O Estado de S. Paulo
Há algo mais do que tem sido dito e escrito
que precisa ser entendido como causa dessa inflação renitente
que vai minando a saúde econômica do Brasil.
Os números de julho levantam graves indagações. Foram de avanço do Índice Nacional de Preços ao Consumidor Amplo (IPCA) de 0,96% no mês, que acumulou 4,76% nesses primeiros sete meses de 2021, ano em que a meta oficial é de 3,75% (com 1,5% de margem de tolerância). E foram de nada menos que 8,99% em 12 meses.
É verdade que
agora temos a bandeira vermelha patamar 2 nas tarifas de energia
elétrica, que contribuiu para o avanço de 7,9% da conta de luz em
julho. É mais uma pancada que pressiona o custo de vida e o
orçamento familiar do brasileiro médio neste ano.
Os outros fatores que concorreram para a
esticada da inflação são mais ou menos conhecidos: foi a alta dos alimentos
puxada, ao mesmo tempo, pela disparada das cotações das commodities, pela seca que
assola o Centro-Sul do Brasil e, a partir de julho, pelo
frio intenso que prejudicou pastagens e plantações.
Não foi desprezível o avanço dos preços dos derivados de petróleo (alta de 27,5% na gasolina e 25,7% no óleo diesel em 2021); o avanço de 20,8% no preço do gás de cozinha de janeiro a julho; a escassez de insumos e de matérias-primas da indústria, provocada pela retomada da atividade econômica; e o aumento da demanda que se seguiu ao avanço da vacinação contra a covid-19.
Pode-se acrescentar que a abundância de um
volume nunca visto de recursos despejados pelos Tesouros nacionais (recursos
fiscais) e pelos bancos centrais lubrificou o crédito nos mercados e empurrou
às compras o consumidor que antes andava retraído.
Mas a maioria desses fatores altistas não
atingiu apenas o Brasil. Praticamente todas as economias vêm pagando o preço do
retorno praticamente simultâneo do isolamento social. E, no entanto, a inflação
por aqui vem atingindo proporções elevadas, mesmo enfrentando forte quebra de
renda e um desemprego
de 14,6% da força de trabalho, circunstância que deveria manter a
demanda contraída. A tabela abaixo mostra como vem se comportando a inflação em
outras economias.
Quem contava com a queda estrutural da
inflação no Brasil a partir desta década está surpreendido agora com essa
recaída. Velhos mecanismos inerciais (a cultura de reajustes mais ou menos
automáticos, por exemplo) voltaram a atuar.
Esse não é o único fator que surpreende
nessa volta.
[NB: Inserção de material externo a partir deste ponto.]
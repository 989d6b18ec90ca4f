//! Context table shared by both context kinds.
//!
//! One parametric table type is instantiated once for integrity and once for
//! ciphering. Each instance has its own lock, and that lock only ever covers
//! a map lookup, insert or erase. Engine calls happen on an `Arc` copied out
//! of the table after the lock is released.

use parking_lot::Mutex;
use secu_common::{AlgorithmId, ContextId, ContextKind, Result, SecuError};
use std::collections::HashMap;
use std::sync::Arc;

/// `{algorithm, engine handle}` stored once per live context.
#[derive(Debug)]
pub struct ContextEntry<C> {
    pub algorithm: AlgorithmId,
    pub context: Arc<C>,
}

impl<C> ContextEntry<C> {
    pub fn new(algorithm: AlgorithmId, context: C) -> Self {
        Self {
            algorithm,
            context: Arc::new(context),
        }
    }
}

// Manual impl: cloning an entry clones the Arc, never the engine context.
impl<C> Clone for ContextEntry<C> {
    fn clone(&self) -> Self {
        Self {
            algorithm: self.algorithm,
            context: Arc::clone(&self.context),
        }
    }
}

#[derive(Debug)]
pub struct ContextTable<C> {
    kind: ContextKind,
    capacity: usize,
    entries: Mutex<HashMap<ContextId, ContextEntry<C>>>,
}

impl<C> ContextTable<C> {
    pub fn new(kind: ContextKind, capacity: usize) -> Self {
        Self {
            kind,
            capacity,
            entries: Mutex::new(HashMap::new()),
        }
    }

    pub fn kind(&self) -> ContextKind {
        self.kind
    }

    pub fn capacity(&self) -> usize {
        self.capacity
    }

    pub fn len(&self) -> usize {
        self.entries.lock().len()
    }

    pub fn is_empty(&self) -> bool {
        self.entries.lock().is_empty()
    }

    /// Stores an entry under a freshly allocated id.
    ///
    /// When the table is full the entry is handed back so the caller can
    /// release its engine context outside the lock.
    pub fn insert(
        &self,
        id: ContextId,
        entry: ContextEntry<C>,
    ) -> std::result::Result<(), ContextEntry<C>> {
        let mut entries = self.entries.lock();
        if entries.len() >= self.capacity {
            return Err(entry);
        }
        let previous = entries.insert(id, entry);
        debug_assert!(previous.is_none(), "id {} allocated twice", id);
        Ok(())
    }

    /// Copies out the entry for `id`.
    pub fn lookup(&self, id: ContextId) -> Result<ContextEntry<C>> {
        self.entries
            .lock()
            .get(&id)
            .cloned()
            .ok_or(SecuError::UnknownContext {
                kind: self.kind,
                id: id.as_u64(),
            })
    }

    /// Erases the entry for `id` if present.
    pub fn remove(&self, id: ContextId) -> Option<ContextEntry<C>> {
        self.entries.lock().remove(&id)
    }

    /// Empties the table, returning every entry for release.
    pub fn drain(&self) -> Vec<(ContextId, ContextEntry<C>)> {
        self.entries.lock().drain().collect()
    }
}
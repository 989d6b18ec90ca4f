//! Client configuration.
//!
//! Endpoint, credentials, timeouts, retry and degradation policy are all
//! injected here; nothing on the call path is hardcoded.
//! Default location: /etc/secu/client.toml

use secu_common::{Result, SecuError};
use serde::{Deserialize, Serialize};
use std::fs;
use std::path::{Path, PathBuf};
use std::time::Duration;

/// Default configuration file path
pub const DEFAULT_CLIENT_CONFIG_PATH: &str = "/etc/secu/client.toml";

/// What a compute returns when the broker cannot be reached or answers
/// with an error.
#[derive(Debug, Clone, Copy, Default, PartialEq, Eq, Serialize, Deserialize)]
#[serde(rename_all = "snake_case")]
pub enum FailurePolicy {
    /// Zero MAC for integrity, unchanged plaintext for ciphering.
    FailOpen,
    /// Surface the error to the caller.
    #[default]
    FailClosed,
}

/// Retry of compute and free calls on `UNAVAILABLE`.
#[derive(Debug, Clone, PartialEq, Eq, Serialize, Deserialize)]
pub struct RetryPolicy {
    /// Total attempts including the first; 1 disables retry
    #[serde(default = "default_max_attempts")]
    pub max_attempts: u32,

    #[serde(default = "default_backoff_ms")]
    pub backoff_ms: u64,
}

impl RetryPolicy {
    pub fn none() -> Self {
        Self {
            max_attempts: 1,
            backoff_ms: 0,
        }
    }

    pub fn backoff(&self) -> Duration {
        Duration::from_millis(self.backoff_ms)
    }
}

impl Default for RetryPolicy {
    fn default() -> Self {
        Self {
            max_attempts: default_max_attempts(),
            backoff_ms: default_backoff_ms(),
        }
    }
}

#[derive(Debug, Clone, PartialEq, Eq, Serialize, Deserialize)]
pub struct ClientConfig {
    /// Broker URI, `http://` or `https://`
    #[serde(default = "default_endpoint")]
    pub endpoint: String,

    #[serde(default = "default_connect_timeout_ms")]
    pub connect_timeout_ms: u64,

    /// Per-request deadline
    #[serde(default = "default_request_timeout_ms")]
    pub request_timeout_ms: u64,

    /// PEM CA bundle; TLS is enabled when set
    #[serde(default)]
    pub tls_ca_path: Option<PathBuf>,

    /// Server name to verify, defaults to the endpoint host
    #[serde(default)]
    pub tls_domain: Option<String>,

    #[serde(default)]
    pub failure_policy: FailurePolicy,

    #[serde(default)]
    pub retry: RetryPolicy,
}

fn default_endpoint() -> String {
    "http://127.0.0.1:50051".to_string()
}

fn default_connect_timeout_ms() -> u64 {
    5000
}

fn default_request_timeout_ms() -> u64 {
    2000
}

fn default_max_attempts() -> u32 {
    1
}

fn default_backoff_ms() -> u64 {
    50
}

impl Default for ClientConfig {
    fn default() -> Self {
        Self {
            endpoint: default_endpoint(),
            connect_timeout_ms: default_connect_timeout_ms(),
            request_timeout_ms: default_request_timeout_ms(),
            tls_ca_path: None,
            tls_domain: None,
            failure_policy: FailurePolicy::default(),
            retry: RetryPolicy::default(),
        }
    }
}

impl ClientConfig {
    /// Config pointing at `endpoint` with every other field defaulted.
    pub fn with_endpoint(endpoint: impl Into<String>) -> Self {
        Self {
            endpoint: endpoint.into(),
            ..Self::default()
        }
    }

    /// Load configuration from file, falling back to defaults if file not found
    pub fn load_or_default(path: impl AsRef<Path>) -> Result<Self> {
        let path = path.as_ref();

        let config = match fs::read_to_string(path) {
            Ok(content) => Self::from_toml(&content).map_err(|e| {
                SecuError::Config(format!("Failed to parse config file {}: {}", path.display(), e))
            })?,
            Err(e) if e.kind() == std::io::ErrorKind::NotFound => {
                tracing::info!(path = %path.display(), "Config file not found, using defaults");
                Self::default()
            }
            Err(e) => {
                return Err(SecuError::Config(format!(
                    "Failed to read config file {}: {}",
                    path.display(),
                    e
                )))
            }
        };

        config.validate()?;
        Ok(config)
    }

    pub fn from_toml(content: &str) -> Result<Self> {
        toml::from_str(content).map_err(|e| SecuError::Config(e.to_string()))
    }

    pub fn validate(&self) -> Result<()> {
        if !(self.endpoint.starts_with("http://") || self.endpoint.starts_with("https://")) {
            return Err(SecuError::Config(format!(
                "endpoint must be an http:// or https:// URI, got {:?}",
                self.endpoint
            )));
        }
        if self.request_timeout_ms == 0 || self.connect_timeout_ms == 0 {
            return Err(SecuError::Config("timeouts must be > 0".to_string()));
        }
        if self.retry.max_attempts == 0 {
            return Err(SecuError::Config(
                "retry.max_attempts must be >= 1".to_string(),
            ));
        }
        if self.tls_domain.is_some() && self.tls_ca_path.is_none() {
            return Err(SecuError::Config(
                "tls_domain requires tls_ca_path".to_string(),
            ));
        }
        Ok(())
    }

    pub fn tls_enabled(&self) -> bool {
        self.tls_ca_path.is_some()
    }

    pub fn connect_timeout(&self) -> Duration {
        Duration::from_millis(self.connect_timeout_ms)
    }

    pub fn request_timeout(&self) -> Duration {
        Duration::from_millis(self.request_timeout_ms)
    }
}

#[cfg(test)]
mod tests {
    use super::*;
    use pretty_assertions::assert_eq;
    use std::io::Write;
    use tempfile::NamedTempFile;

    #[test]
    fn test_defaults() {
        let config = ClientConfig::default();
        assert_eq!(config.endpoint, "http://127.0.0.1:50051");
        assert_eq!(config.connect_timeout(), Duration::from_secs(5));
        assert_eq!(config.request_timeout(), Duration::from_secs(2));
        assert_eq!(config.failure_policy, FailurePolicy::FailClosed);
        assert_eq!(config.retry.max_attempts, 1);
        assert_eq!(config.retry.backoff_ms, 50);
        assert!(!config.tls_enabled());
        assert!(config.validate().is_ok());
    }

    #[test]
    fn test_policy_and_retry_from_file() {
        let mut file = NamedTempFile::new().unwrap();
        writeln!(
            file,
            r#"
            endpoint = "http://10.0.0.5:7000"
            failure_policy = "fail_open"

            [retry]
            max_attempts = 3
            "#
        )
        .unwrap();

        let config = ClientConfig::load_or_default(file.path()).unwrap();
        assert_eq!(config.endpoint, "http://10.0.0.5:7000");
        assert_eq!(config.failure_policy, FailurePolicy::FailOpen);
        assert_eq!(
            config.retry,
            RetryPolicy {
                max_attempts: 3,
                backoff_ms: 50
            }
        );
        assert_eq!(config.request_timeout_ms, 2000);
    }

    #[test]
    fn test_missing_file_uses_defaults() {
        let dir = tempfile::tempdir().unwrap();
        let config = ClientConfig::load_or_default(dir.path().join("client.toml")).unwrap();
        assert_eq!(config, ClientConfig::default());
    }

    #[test]
    fn test_unknown_policy_rejected() {
        assert!(ClientConfig::from_toml(r#"failure_policy = "sometimes""#).is_err());
    }

    #[test]
    fn test_validation() {
        assert!(ClientConfig::with_endpoint("127.0.0.1:50051")
            .validate()
            .is_err());

        let mut config = ClientConfig::default();
        config.retry.max_attempts = 0;
        assert!(config.validate().is_err());

        let mut config = ClientConfig::default();
        config.tls_domain = Some("broker.local".into());
        assert!(config.validate().is_err());
        config.tls_ca_path = Some(PathBuf::from("/etc/secu/ca.pem"));
        assert!(config.validate().is_ok());
        assert!(config.tls_enabled());
    }
}
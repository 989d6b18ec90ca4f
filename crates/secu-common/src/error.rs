//! Error types shared by the broker and the client proxy.
//!
//! # NIST 800-53 Rev 5 Control Mappings
//! - SI-11: Error Handling - Structured error kinds, no key material in messages
//! - SC-13: Cryptographic Protection - Context lookup failures are never silent

use crate::ids::{AlgorithmId, ContextKind};
use thiserror::Error;

/// Result type alias for security offload operations.
pub type Result<T> = std::result::Result<T, SecuError>;

/// Errors that can occur anywhere between the call site and the engine.
#[derive(Debug, Clone, PartialEq, Eq, Error)]
pub enum SecuError {
    /// The engine could not construct a context. Surfaced to callers as the
    /// "no context" sentinel.
    #[error("{kind} context init failed for algorithm {algorithm}: {reason}")]
    InitFailure {
        kind: ContextKind,
        algorithm: AlgorithmId,
        reason: String,
    },

    /// Compute referenced an id that is not live in the table of its kind.
    #[error("Unknown {kind} context: 0x{id:016x}")]
    UnknownContext { kind: ContextKind, id: u64 },

    /// Connectivity or remote-call failure.
    #[error("Transport failure: {message}")]
    Transport {
        /// True when the call may be repeated safely (peer unavailable).
        retryable: bool,
        message: String,
    },

    /// Response shorter than the fixed-size MAC or ciphertext expected.
    #[error("Malformed response: expected {expected} bytes, got {actual}")]
    MalformedResponse { expected: usize, actual: usize },

    /// A request field is out of range.
    #[error("Invalid parameter {field}: {message}")]
    InvalidParameter {
        field: &'static str,
        message: String,
    },

    /// The engine accepted the context but failed to compute.
    #[error("Engine failure: {0}")]
    EngineFailure(String),

    /// The 48-bit sequence space of the current epoch is used up.
    #[error("Context id space exhausted for epoch {epoch}")]
    IdSpaceExhausted { epoch: u16 },

    /// Configuration load or validation error.
    #[error("Configuration error: {0}")]
    Config(String),
}

impl SecuError {
    /// Shorthand for [`SecuError::InvalidParameter`].
    pub fn invalid(field: &'static str, message: impl Into<String>) -> Self {
        SecuError::InvalidParameter {
            field,
            message: message.into(),
        }
    }

    /// Shorthand for a non-retryable [`SecuError::Transport`].
    pub fn transport(message: impl Into<String>) -> Self {
        SecuError::Transport {
            retryable: false,
            message: message.into(),
        }
    }

    /// Returns true if the failed call may be repeated.
    pub fn is_retryable(&self) -> bool {
        matches!(self, SecuError::Transport { retryable: true, .. })
    }

    /// Short stable label used in log fields and audit records.
    pub fn kind_label(&self) -> &'static str {
        match self {
            SecuError::InitFailure { .. } => "init_failure",
            SecuError::UnknownContext { .. } => "unknown_context",
            SecuError::Transport { .. } => "transport_failure",
            SecuError::MalformedResponse { .. } => "malformed_response",
            SecuError::InvalidParameter { .. } => "invalid_parameter",
            SecuError::EngineFailure(_) => "engine_failure",
            SecuError::IdSpaceExhausted { .. } => "id_space_exhausted",
            SecuError::Config(_) => "config",
        }
    }
}
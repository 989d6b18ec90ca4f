//! Synchronous caller-facing adapter for the PDCP security sublayer.
//!
//! Call sites work in bytes and 1-based bearers; the wire works in bits and
//! 0-based bearers. This module is the only place that conversion happens.

use crate::config::ClientConfig;
use crate::grpc::GrpcTransport;
use crate::proxy::{CipheringContext, ContextProxy, IntegrityContext};
use crate::transport::SecuTransport;
use secu_common::{
    bit_length_of, wire_bearer, AlgorithmId, Direction, Key128, Mac, Result, SecuError,
    StreamFrame,
};
use std::future::Future;
use std::sync::Arc;
use tokio::runtime::{Builder, Handle, Runtime};
use tracing::warn;

/// Builds the wire frame for a caller PDU of `length` bytes.
fn caller_frame(
    buffer: &[u8],
    length: usize,
    bearer: u8,
    count: u32,
    direction: u32,
) -> Result<StreamFrame<'_>> {
    let message = buffer.get(..length).ok_or_else(|| {
        SecuError::invalid(
            "length",
            format!("{} exceeds buffer of {} bytes", length, buffer.len()),
        )
    })?;
    Ok(StreamFrame {
        count,
        bearer: wire_bearer(bearer)?,
        direction: Direction::try_from(direction)?,
        message,
        bit_length: bit_length_of(length)?,
    })
}

/// Blocking front end over a [`ContextProxy`], callable from any number of
/// non-async threads at once.
///
/// Calls made from inside a tokio runtime are refused: fallible calls return
/// a transport error, inits return `None`, and frees are skipped with a
/// warning. Dropping it inside a runtime is allowed.
pub struct BlockingSecurity<T: SecuTransport = GrpcTransport> {
    proxy: ContextProxy<T>,
    /// Always `Some` until drop.
    runtime: Option<Runtime>,
}

impl BlockingSecurity<GrpcTransport> {
    pub fn from_config(config: &ClientConfig) -> Result<Self> {
        config.validate()?;
        Self::new(ContextProxy::from_config(config))
    }
}

impl<T: SecuTransport> BlockingSecurity<T> {
    pub fn new(proxy: ContextProxy<T>) -> Result<Self> {
        let runtime = Builder::new_multi_thread()
            .worker_threads(2)
            .thread_name("secu-client")
            .enable_all()
            .build()
            .map_err(|e| SecuError::transport(format!("client runtime: {}", e)))?;
        Ok(Self {
            proxy,
            runtime: Some(runtime),
        })
    }

    pub fn proxy(&self) -> &ContextProxy<T> {
        &self.proxy
    }

    /// Drives `future` on the owned runtime. `block_on` panics inside
    /// another runtime, so that case is an error instead.
    fn run<F: Future>(&self, future: F) -> Result<F::Output> {
        if Handle::try_current().is_ok() {
            return Err(SecuError::transport(
                "blocking security call made from inside an async runtime",
            ));
        }
        let runtime = self
            .runtime
            .as_ref()
            .ok_or_else(|| SecuError::transport("client runtime already shut down"))?;
        Ok(runtime.block_on(future))
    }

    pub fn connect(&self) -> Result<()> {
        self.run(self.proxy.connect())?
    }

    pub fn integrity_init(&self, algorithm: AlgorithmId, key: &Key128) -> Option<IntegrityContext> {
        self.run(self.proxy.integrity_init(algorithm, key))
            .unwrap_or_else(|e| {
                warn!("Integrity init refused: {}", e);
                None
            })
    }

    pub fn ciphering_init(&self, algorithm: AlgorithmId, key: &Key128) -> Option<CipheringContext> {
        self.run(self.proxy.ciphering_init(algorithm, key))
            .unwrap_or_else(|e| {
                warn!("Ciphering init refused: {}", e);
                None
            })
    }

    pub fn integrity_free(&self, context: IntegrityContext) {
        let id = context.id();
        if let Err(e) = self.run(self.proxy.integrity_free(context)) {
            warn!(%id, "Integrity free skipped: {}", e);
        }
    }

    pub fn ciphering_free(&self, context: CipheringContext) {
        let id = context.id();
        if let Err(e) = self.run(self.proxy.ciphering_free(context)) {
            warn!(%id, "Ciphering free skipped: {}", e);
        }
    }

    pub fn compute_integrity(
        &self,
        context: &IntegrityContext,
        frame: &StreamFrame<'_>,
    ) -> Result<Mac> {
        self.run(self.proxy.compute_integrity(context, frame))?
    }

    pub fn compute_encrypt(
        &self,
        context: &CipheringContext,
        frame: &StreamFrame<'_>,
    ) -> Result<Vec<u8>> {
        self.run(self.proxy.compute_encrypt(context, frame))?
    }
}

impl<T: SecuTransport> Drop for BlockingSecurity<T> {
    fn drop(&mut self) {
        // A plain drop blocks on worker shutdown, which panics inside a runtime.
        if let Some(runtime) = self.runtime.take() {
            runtime.shutdown_background();
        }
    }
}

/// NIA adapter bound to one integrity algorithm.
pub struct NrIntegrity<T: SecuTransport = GrpcTransport> {
    security: Arc<BlockingSecurity<T>>,
    algorithm: AlgorithmId,
}

impl<T: SecuTransport> NrIntegrity<T> {
    pub fn new(security: Arc<BlockingSecurity<T>>, algorithm: AlgorithmId) -> Self {
        Self {
            security,
            algorithm,
        }
    }

    pub fn nia2(security: Arc<BlockingSecurity<T>>) -> Self {
        Self::new(security, AlgorithmId::NIA2)
    }

    pub fn algorithm(&self) -> AlgorithmId {
        self.algorithm
    }

    pub fn init(&self, key: &Key128) -> Option<IntegrityContext> {
        self.security.integrity_init(self.algorithm, key)
    }

    /// Writes the MAC of `buffer[..length]` into `out`.
    #[allow(clippy::too_many_arguments)]
    pub fn integrity(
        &self,
        context: &IntegrityContext,
        out: &mut Mac,
        buffer: &[u8],
        length: usize,
        bearer: u8,
        count: u32,
        direction: u32,
    ) -> Result<()> {
        let frame = caller_frame(buffer, length, bearer, count, direction)?;
        *out = self.security.compute_integrity(context, &frame)?;
        Ok(())
    }

    pub fn free(&self, context: IntegrityContext) {
        self.security.integrity_free(context)
    }
}

/// NEA adapter bound to one ciphering algorithm.
pub struct NrCiphering<T: SecuTransport = GrpcTransport> {
    security: Arc<BlockingSecurity<T>>,
    algorithm: AlgorithmId,
}

impl<T: SecuTransport> NrCiphering<T> {
    pub fn new(security: Arc<BlockingSecurity<T>>, algorithm: AlgorithmId) -> Self {
        Self {
            security,
            algorithm,
        }
    }

    pub fn nea2(security: Arc<BlockingSecurity<T>>) -> Self {
        Self::new(security, AlgorithmId::NEA2)
    }

    pub fn algorithm(&self) -> AlgorithmId {
        self.algorithm
    }

    pub fn init(&self, key: &Key128) -> Option<CipheringContext> {
        self.security.ciphering_init(self.algorithm, key)
    }

    /// Ciphers `buffer[..length]` in place.
    pub fn cipher(
        &self,
        context: &CipheringContext,
        buffer: &mut [u8],
        length: usize,
        bearer: u8,
        count: u32,
        direction: u32,
    ) -> Result<()> {
        let ciphertext = {
            let frame = caller_frame(buffer, length, bearer, count, direction)?;
            self.security.compute_encrypt(context, &frame)?
        };
        buffer[..ciphertext.len()].copy_from_slice(&ciphertext);
        Ok(())
    }

    pub fn free(&self, context: CipheringContext) {
        self.security.ciphering_free(context)
    }
}

/// One integrity and one ciphering context created and deleted together.
/// Either may be absent if its init failed.
#[derive(Debug)]
pub struct SecurityContainer {
    integrity: Option<IntegrityContext>,
    ciphering: Option<CipheringContext>,
}

impl SecurityContainer {
    pub fn init<T: SecuTransport>(
        security: &BlockingSecurity<T>,
        ciphering_algorithm: AlgorithmId,
        integrity_algorithm: AlgorithmId,
        ciphering_key: &Key128,
        integrity_key: &Key128,
    ) -> Self {
        Self {
            integrity: security.integrity_init(integrity_algorithm, integrity_key),
            ciphering: security.ciphering_init(ciphering_algorithm, ciphering_key),
        }
    }

    pub fn integrity(&self) -> Option<&IntegrityContext> {
        self.integrity.as_ref()
    }

    pub fn ciphering(&self) -> Option<&CipheringContext> {
        self.ciphering.as_ref()
    }

    pub fn delete<T: SecuTransport>(self, security: &BlockingSecurity<T>) {
        if let Some(integrity) = self.integrity {
            security.integrity_free(integrity);
        }
        if let Some(ciphering) = self.ciphering {
            security.ciphering_free(ciphering);
        }
    }
}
Também surpreendeu a passividade do Banco Central diante
da virulência da alta, pelo menos até a última reunião do Copom.
O Banco Central errou no diagnóstico por
ter entendido que a maioria dos causadores da inflação era temporária e que,
pelo encolhimento do mercado consumidor, logo seria revertida. Errou por
ter subestimado o impacto do avanço dos preços no atacado sobre o custo de
vida, o mesmo que atirou a variação do IGP-M para os
33,8% em 12 meses. Errou, também, por não ter dado a devida
importância à deterioração das contas públicas e ao choque provocado nos níveis
de confiança. E errou por ter perdido capacidade de ancorar as expectativas dos
fazedores de preços. Por isso, foi obrigado a correr atrás e a redobrar a dose
do aperto monetário (política de juros) que agora foi
para uma Selic de 5,25% ao ano, que, no entanto, deverá chegar em
dezembro à altura dos 7%.
Enfim, a grama não nasce do mesmo jeito nos carreiros do gado em direção ao bebedouro e velhos hábitos continuam minando o equilíbrio. O mais prejudicado desse processo de perda de valor da moeda é o trabalhador de poder aquisitivo mais baixo, que não consegue se defender contra a corrosão de sua renda.